All the patients referred from the MCRU of MAMC and associated hospitals from July 1, 2018, to March 31, 2019, for treatment initiation to the health facility near their residence, were included in the study. No sampling was done. District TB officer (DTO), STS, STLS and TBHV were selected through purposive sampling and interviewed telephonically for the qualitative part.

The operational definition for receipt of feedback

Availability of date of treatment initiation or reason for noninitiation of treatment was considered as receipt of feedback irrespective of the date of update. However, one month reference period was given to patients referred on March, 2019.

Data variables, sources of data and data collection procedure

The data were downloaded from Nikshay portal provided to MAMC and associated hospitals, Delhi. District and state of residence of the patient, type of health facility (DMC, Tuberculosis Unit, DTC or others), age, sex, type of TB (pulmonary, extrapulmonary), category of TB (new, previously treated), type of health facility sending feedback, date of diagnosis, date of referral and date of treatment initiation were imported from Nikshay portal.
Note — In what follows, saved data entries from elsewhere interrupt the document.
//! Voice navigator actor

use serde::{Deserialize, Serialize};
use tokio::sync::{broadcast, mpsc};
use tracing::{debug, info, warn};

use crate::commands::{lookup, match_commands, CommandEntry, CommandId};
use crate::error::VoiceError;
use crate::events::{Notification, VoiceEvent};
use crate::session::{SessionManager, SessionState, SessionUpdate, StartOutcome};
use crate::speech::{FeedbackSpeaker, RecognizerEvent};

const ACTIVE_ANNOUNCEMENT: &str = "Voice navigation active. What would you like to do?";
const PAUSED_ANNOUNCEMENT: &str = "Voice navigation paused";
const FEEDBACK_ENABLED_ANNOUNCEMENT: &str = "Voice feedback enabled";

/// User-triggerable actions
#[derive(Debug, Clone, Copy, PartialEq, Eq, Serialize, Deserialize)]
#[serde(rename_all = "snake_case")]
pub enum ControlAction {
    ToggleListening,
    ToggleMute,
}

/// Everything the navigator reacts to
#[derive(Debug, Clone)]
pub enum Input {
    Control(ControlAction),
    Recognizer(RecognizerEvent),
}

/// Read-only view for the UI
#[derive(Debug, Clone, PartialEq, Eq, Serialize, Deserialize)]
pub struct ControlStatus {
    pub state: SessionState,
    /// Whether the listening toggle should be offered
    pub listening_available: bool,
    pub feedback_available: bool,
    pub muted: bool,
    pub transcript: String,
    pub commands: Vec<CommandInfo>,
}

/// Command vocabulary entry for display
#[derive(Debug, Clone, PartialEq, Eq, Serialize, Deserialize)]
pub struct CommandInfo {
    pub phrase: String,
    pub id: CommandId,
}

impl From<&CommandEntry> for CommandInfo {
    fn from(entry: &CommandEntry) -> Self {
        Self {
            phrase: entry.phrase.to_string(),
            id: entry.id,
        }
    }
}

type CommandCallback = Box<dyn FnMut(CommandId) + Send>;

pub struct VoiceNavigator {
    session: SessionManager,
    speaker: FeedbackSpeaker,
    transcript: String,
    on_command: CommandCallback,
    event_tx: broadcast::Sender<VoiceEvent>,
}

impl VoiceNavigator {
    /// Create a navigator; `on_command` runs once per matched command
    pub fn new(
        session: SessionManager,
        speaker: FeedbackSpeaker,
        on_command: impl FnMut(CommandId) + Send + 'static,
        event_tx: broadcast::Sender<VoiceEvent>,
    ) -> Self {
        Self {
            session,
            speaker,
            transcript: String::new(),
            on_command: Box::new(on_command),
            event_tx,
        }
    }

    /// Snapshot of everything the UI renders
    pub fn status(&self) -> ControlStatus {
        ControlStatus {
            state: self.session.state(),
            listening_available: self.session.is_available(),
            feedback_available: self.speaker.is_available(),
            muted: self.speaker.is_muted(),
            transcript: self.transcript.clone(),
            commands: lookup().iter().map(CommandInfo::from).collect(),
        }
    }

    /// Process inputs until every sender is gone
    pub async fn run(&mut self, mut input_rx: mpsc::UnboundedReceiver<Input>) {
        info!("voice navigator started");

        while let Some(input) = input_rx.recv().await {
            self.handle(input);
        }

        info!("voice navigator stopped");
    }

    /// Handle one input, then hand the surviving announcement to the synthesizer
    pub fn handle(&mut self, input: Input) {
        match input {
            Input::Control(ControlAction::ToggleListening) => self.toggle_listening(),
            Input::Control(ControlAction::ToggleMute) => self.toggle_mute(),
            Input::Recognizer(event) => self.handle_recognizer_event(event),
        }
        self.speaker.flush();
    }

    /// Stop listening and silence speech without announcing anything
    pub fn shutdown(&mut self) {
        if self.session.stop() {
            self.emit(VoiceEvent::SessionStateChanged {
                state: SessionState::Idle,
            });
        }
        self.speaker.silence();
    }

    fn toggle_listening(&mut self) {
        if self.session.state() == SessionState::Listening {
            self.session.stop();
            self.emit_state();
            self.speaker.announce(PAUSED_ANNOUNCEMENT);
            return;
        }

        match self.session.start() {
            Ok(StartOutcome::Started) => {
                debug!(generation = %self.session.generation(), "listening session opened");
                self.transcript.clear();
                self.emit_state();
                self.emit(VoiceEvent::TranscriptUpdated {
                    text: String::new(),
                });
            }
            Ok(StartOutcome::AlreadyListening) => {}
            Err(e) => self.notify_error(&e),
        }
    }

    fn toggle_mute(&mut self) {
        let muted = !self.speaker.is_muted();
        self.speaker.set_muted(muted);
        info!(muted, "voice feedback toggled");
        self.emit(VoiceEvent::MuteChanged { muted });

        if muted {
            self.emit(VoiceEvent::Notification(Notification::info("Voice feedback muted")));
        } else {
            self.speaker.announce(FEEDBACK_ENABLED_ANNOUNCEMENT);
        }
    }

    fn handle_recognizer_event(&mut self, event: RecognizerEvent) {
        match self.session.handle_event(event) {
            SessionUpdate::Ignored => {}
            SessionUpdate::Confirmed => self.speaker.announce(ACTIVE_ANNOUNCEMENT),
            SessionUpdate::Transcript(text) => self.handle_transcript(text),
            SessionUpdate::Failed(e) => {
                self.emit(VoiceEvent::SessionStateChanged {
                    state: SessionState::Error,
                });
                self.emit_state();
                self.notify_error(&e);
            }
            SessionUpdate::Ended => self.emit_state(),
        }
    }

    fn handle_transcript(&mut self, text: String) {
        let matches = match_commands(&text);
        debug!(%text, matched = matches.len(), "transcript received");

        self.transcript = text.clone();
        self.emit(VoiceEvent::TranscriptUpdated { text });

        for command in matches {
            info!(%command, "voice command matched");
            (self.on_command)(command);
            self.emit(VoiceEvent::CommandMatched { command });
            self.speaker
                .announce(format!("Navigating to {}", command.phrase()));
        }
    }

    fn notify_error(&self, err: &VoiceError) {
        warn!(?err, recoverable = err.is_recoverable(), "voice navigation error");
        self.emit(VoiceEvent::Notification(Notification::from_error(err)));
    }

    fn emit_state(&self) {
        self.emit(VoiceEvent::SessionStateChanged {
            state: self.session.state(),
        });
    }

    fn emit(&self, event: VoiceEvent) {
        debug!(%event, "emitting event");
        let _ = self.event_tx.send(event);
    }
}
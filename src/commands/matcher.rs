//! Fire-all substring matcher
//!
//! Every registry entry whose phrase occurs in the transcript fires, in
//! registry order. A transcript containing "call emergency" therefore
//! yields both `emergency` and `call-emergency`; callers must tolerate
//! the duplicate dispatch.

use super::registry::{lookup, CommandId};

/// Lower-case the transcript and trim surrounding whitespace
pub fn normalize(transcript: &str) -> String {
    transcript.trim().to_lowercase()
}

/// Find every command whose phrase occurs in `transcript`
pub fn match_commands(transcript: &str) -> Vec<CommandId> {
    let normalized = normalize(transcript);
    if normalized.is_empty() {
        return Vec::new();
    }

    lookup()
        .iter()
        .filter(|entry| normalized.contains(entry.phrase))
        .map(|entry| entry.id)
        .collect()
}
//! Command to tab mapping
//!
//! The matcher may deliver the same command several times in quick
//! succession, so dispatch is idempotent: a repeat of the last command
//! inside the repeat window is dropped, and switching to the tab that is
//! already active emits nothing.

use std::time::{Duration, Instant};

use serde::{Deserialize, Serialize};
use tokio::sync::broadcast;
use tracing::{debug, info};

use crate::commands::CommandId;
use crate::events::{Notification, VoiceEvent};

/// Application tabs reachable by voice
#[derive(Debug, Clone, Copy, PartialEq, Eq, Default, Serialize, Deserialize)]
#[serde(rename_all = "snake_case")]
pub enum Tab {
    #[default]
    Home,
    Health,
    Emergency,
    Social,
}

impl std::fmt::Display for Tab {
    fn fmt(&self, f: &mut std::fmt::Formatter<'_>) -> std::fmt::Result {
        match self {
            Tab::Home => write!(f, "home"),
            Tab::Health => write!(f, "health"),
            Tab::Emergency => write!(f, "emergency"),
            Tab::Social => write!(f, "social"),
        }
    }
}

impl From<CommandId> for Tab {
    fn from(command: CommandId) -> Self {
        match command {
            CommandId::Home => Tab::Home,
            CommandId::Health | CommandId::Medication => Tab::Health,
            CommandId::Emergency | CommandId::Help | CommandId::CallEmergency => Tab::Emergency,
            CommandId::Social | CommandId::Contacts => Tab::Social,
        }
    }
}

pub struct NavigationDispatcher {
    active_tab: Tab,
    last_command: Option<(CommandId, Instant)>,
    repeat_window: Duration,
    event_tx: broadcast::Sender<VoiceEvent>,
}

impl NavigationDispatcher {
    pub fn new(repeat_window: Duration, event_tx: broadcast::Sender<VoiceEvent>) -> Self {
        Self {
            active_tab: Tab::default(),
            last_command: None,
            repeat_window,
            event_tx,
        }
    }

    /// Handle one matched command
    pub fn dispatch(&mut self, command: CommandId) {
        let now = Instant::now();
        if let Some((last, at)) = self.last_command {
            if last == command && now.duration_since(at) < self.repeat_window {
                debug!(%command, "suppressing repeated command");
                return;
            }
        }
        self.last_command = Some((command, now));

        self.navigate(Tab::from(command));

        if command == CommandId::CallEmergency {
            info!("emergency call requested (simulated)");
            self.emit(VoiceEvent::Notification(Notification::destructive(
                "Emergency Simulation",
                "In a real application, this would initiate an emergency call to 911.",
            )));
        }
    }

    fn navigate(&mut self, tab: Tab) {
        if tab == self.active_tab {
            debug!(%tab, "tab already active");
            return;
        }

        info!(from = %self.active_tab, to = %tab, "navigating");
        self.active_tab = tab;
        self.emit(VoiceEvent::Navigated { tab });
    }

    fn emit(&self, event: VoiceEvent) {
        debug!(%event, "emitting dispatch event");
        let _ = self.event_tx.send(event);
    }
}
In order to explore the challenges faced by the healthcare providers in referring out and receiving feedback about patients with TB from MCRU, we conducted KIIs over the telephone of DTO, STS, STLS and TBHV. One of the investigators (KS) of the study, who is a faculty member and trained in qualitative research, conducted the interviews. Interviews were conducted at the convenience of the participants after explaining the purpose of the study and verbal consent using a pretested interview guide. Verbatim notes were taken during the interview. Each interview lasted for 25–30 minutes. Participant's validation was ensured by reading back the summary at the end of the interview.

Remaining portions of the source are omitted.